Durante poco más de un año estuvimos rehabilitando un bloque de viviendas en la calle Cedaceros. Yo era el encargado de la obra −y casi el único responsable, ya que nunca apareció por allí alguien de rango superior−. Conmigo trabajaba una cuadrilla de buenos profesionales: dos rumanos, cinco guineanos, un puertorriqueño, tres moldavos y un gallego de Pontevedra que cada dos por tres enfundaba en su bolsillo trasero un bocadillo de chorizo al que daba grandes bocados. Hombres a los que la crisis había obligado a emigrar dejando tras de sí hogares rotos a la espera de volver a reunirse. La diferencia de idiomas complicaba mucho la relación entre ellos, salvo el pontevedrés que parecía entenderse bien con todos. En cualquier caso, lo verdaderamente importante era que no surgieran roces ni problemas personales o laborales, que los materiales fueran de calidad y llegaran a tiempo, que el frío o las altas temperaturas nos dieran tregua para faenar cuando tocaran exteriores y que concluyéramos en la fecha comprometida. Al margen de eso, lo tocante a gustos, ideologías, creencias, etnias, inclinaciones sexuales y demás aspectos de la vida privada, me la traían floja. Nuestra jornada era larga, extendiéndose desde las ocho de la mañana hasta las seis y media de la tarde −excepto los viernes, que solo estábamos hasta la una−, con descanso de dos horas repartidas como quisiéramos. Después del almuerzo me gustaba salir un rato a despejarme, tomar café en contacto con otra gente y cumplir el ritual de fumar un puro. El gallego se quedaba al timón, canturreando coplas de amores imposibles, melodías que alternaba devorando un paquete de galletas con olor a vainilla…
          Así que dirigía mis pasos hacia el restaurante Vips que hay dentro del edificio Plaza –el que aloja al gran Hotel Palace-, en la plaza de Cánovas del Castillo, donde la conocida estatua de Neptuno. A las pocas semanas de ir todos los días allí, entablé conversación con Briseida −nombre de origen griego que significa ‘mujer culta’−, la camarera que me servía un café acompañado siempre de un vaso de agua con hielo. Era una persona simpática y muy preparada intelectualmente y enseguida intercambiamos información. Me contó que su primer día de trabajo ahí la comían los nervios, pensando que por la antigua cervecería del Palace ‘La Brassierie’, situada en los bajos del edificio, habían pasado entre otros Dalí, Lorca y Buñuel. Que en las lujosas habitaciones del hotel, Mata-Hari, la famosa espía de origen holandés, se había acostado con lo más granado de su época. Y, ya más cercano a nosotros, la histórica foto de González y Guerra asomados a la famosa ventana… Gracias a la confianza que fuimos adquiriendo me hablaba también de sus clientes habituales…
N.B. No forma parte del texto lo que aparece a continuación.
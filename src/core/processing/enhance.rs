//! Optional enhancement pass: 2x bicubic magnification followed by a fixed,
//! non-adaptive contrast and brightness lift.
//!
//! This is a deterministic visual heuristic. It does not recover detail and is
//! not content-aware sharpening.
use tracing::info;

use crate::core::buffer::{CHANNELS, PixelBuffer};
use crate::core::processing::resize::resample;
use crate::error::{Error, Result};
use crate::types::ResampleQuality;

pub const ENHANCE_SCALE: u32 = 2;
pub const ENHANCE_CONTRAST: f32 = 1.1;
pub const ENHANCE_BRIGHTNESS: f32 = 1.02;

#[derive(Debug, Clone, Copy, PartialEq)]
pub struct Enhancer {
    pub scale: u32,
    pub contrast: f32,
    pub brightness: f32,
}

impl Default for Enhancer {
    fn default() -> Self {
        Self {
            scale: ENHANCE_SCALE,
            contrast: ENHANCE_CONTRAST,
            brightness: ENHANCE_BRIGHTNESS,
        }
    }
}

impl Enhancer {
    /// Magnify by `scale` in both axes, then apply the tone adjustment.
    pub fn apply(&self, buffer: &PixelBuffer) -> Result<PixelBuffer> {
        let (w, h) = buffer.dimensions();
        let (out_w, out_h) = match (w.checked_mul(self.scale), h.checked_mul(self.scale)) {
            (Some(ow), Some(oh)) => (ow, oh),
            _ => {
                return Err(Error::InvalidArgument {
                    arg: "scale",
                    value: self.scale.to_string(),
                });
            }
        };
        info!(
            contrast = self.contrast,
            brightness = self.brightness,
            "Enhancing {}x{} -> {}x{}",
            w,
            h,
            out_w,
            out_h
        );

        let magnified = resample(buffer, out_w, out_h, ResampleQuality::Bicubic)?;
        self.adjust_tone(magnified)
    }

    /// Contrast about mid-grey, then brightness as a multiplier. Alpha is kept.
    pub fn adjust_tone(&self, buffer: PixelBuffer) -> Result<PixelBuffer> {
        let lut = tone_table(self.contrast, self.brightness);
        let (w, h) = buffer.dimensions();
        let mut samples = buffer.into_samples();
        for px in samples.chunks_exact_mut(CHANNELS) {
            px[0] = lut[px[0] as usize];
            px[1] = lut[px[1] as usize];
            px[2] = lut[px[2] as usize];
        }
        PixelBuffer::new(w, h, samples)
    }
}

fn tone_table(contrast: f32, brightness: f32) -> [u8; 256] {
    let mut lut = [0u8; 256];
    for (v, out) in lut.iter_mut().enumerate() {
        let c = (contrast * (v as f32 - 128.0) + 128.0).clamp(0.0, 255.0);
        *out = (c * brightness).round().clamp(0.0, 255.0) as u8;
    }
    lut
}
          Natural de Polperro, en la costa sur de Cornualles, en Inglaterra, y viviendo en Madrid desde que se jubiló de su empleo de profesora de literatura inglesa en un colegio de Londres, Mrs. Allison Dylan llegaba todos los días en taxi para comer en el Restaurante Vips Neptuno. Sentada en la otra fila de mesas, separadas de la mía por el pasillo central, Briseida le servía una pinta de cerveza lager y un sándwich con pollo, beicon ahumado, queso, tomate y lechuga. Cuando le pregunté en una ocasión por la peculiar mujer, me dijo que había enviudado justo antes de decidir aumentar la familia, con lo que esa idea se quedó en proyecto. Y que, a pesar de haber mantenido posteriormente dos largas relaciones, no consiguió tener hijos. Allison era bajita y menuda, octogenaria y desdentada, despistada y misteriosa, limpia y desaliñada… El pelo blanco por encima de los hombros, la piel de la cara cubierta de arrugas, las manos huesudas, la timidez colocada siempre como muro de contención y un pronto de mala leche que parece decir ‘ni te acerques’ resumían la apariencia de una persona con mucho fondo…
          La cortina del otoño en la gama de colores tierra se nos echaba encima, y el turismo de invierno con gente y lenguas de otros países poblaba nuestras plazas, parques y avenidas. Alrededor del Congreso de los Diputados se intensificaba el tránsito peatonal por la curiosidad de encontrarse con sus señorías a la salida de las Cortes. Esto, positivo para la ciudad en lo económico, significaba que, a nosotros, la clientela diaria que engordábamos la caja de los establecimientos, nos costase gran trabajo encontrar mesa libre incluso en las terrazas de la calle. Una de esas veces, Briseida me pidió que esperara un momento a ver dónde podía colocarme. Me hizo una seña y fui hacia ella. Mrs. Allison Dylan accedió a compartir espacio conmigo. Se lo agradecí a ambas y me sorprendió muchísimo lo bien que hablaba en castellano. Insistí en invitarla a una pinta y, aunque muy alejado de mis costumbres, tomé otra. Me preguntó a qué me dedicaba y se lo conté. Si tenía hijos… Le dije que no, que era soltero y sin pareja. ‘No estará tratando de ligar conmigo, ¿verdad? −dijo, y reímos a carcajadas−’. Esa tarde no aparecí por la obra hasta pasadas las seis. Nadie me echó de menos, supongo, porque ninguno se percató de mi llegada…
          A partir de entonces, Allison y yo nos hicimos amigos. Paseábamos por la ciudad como domingueros en mitad de un atasco. Saciaba sus preguntas explicándole detalles de los edificios más populares que tenemos, y ella, con los ojos humedecidos, me contaba las penurias que había pasado desde niña, con unos padres alcohólicos que no paraban de tener hijos, a los que ella, con sus pocos años, atendía como si fueran suyos. Y les sobrevivió, porque todos, menos Allison, desarrollaron una extraña enfermedad que acababa con ellos en la pubertad. Nunca supo cómo hizo su abuela para conseguir que la admitieran en un internado en Londres, pero de lo que estaba segura es de que eso la salvó de acabar como sus padres. Solamente, cuando inició el viaje, le dijo su abuela: ‘Tienes el corazón lleno de minerales y un mundo interior que necesita formarse y echar a volar. No te rindas nunca, girl’.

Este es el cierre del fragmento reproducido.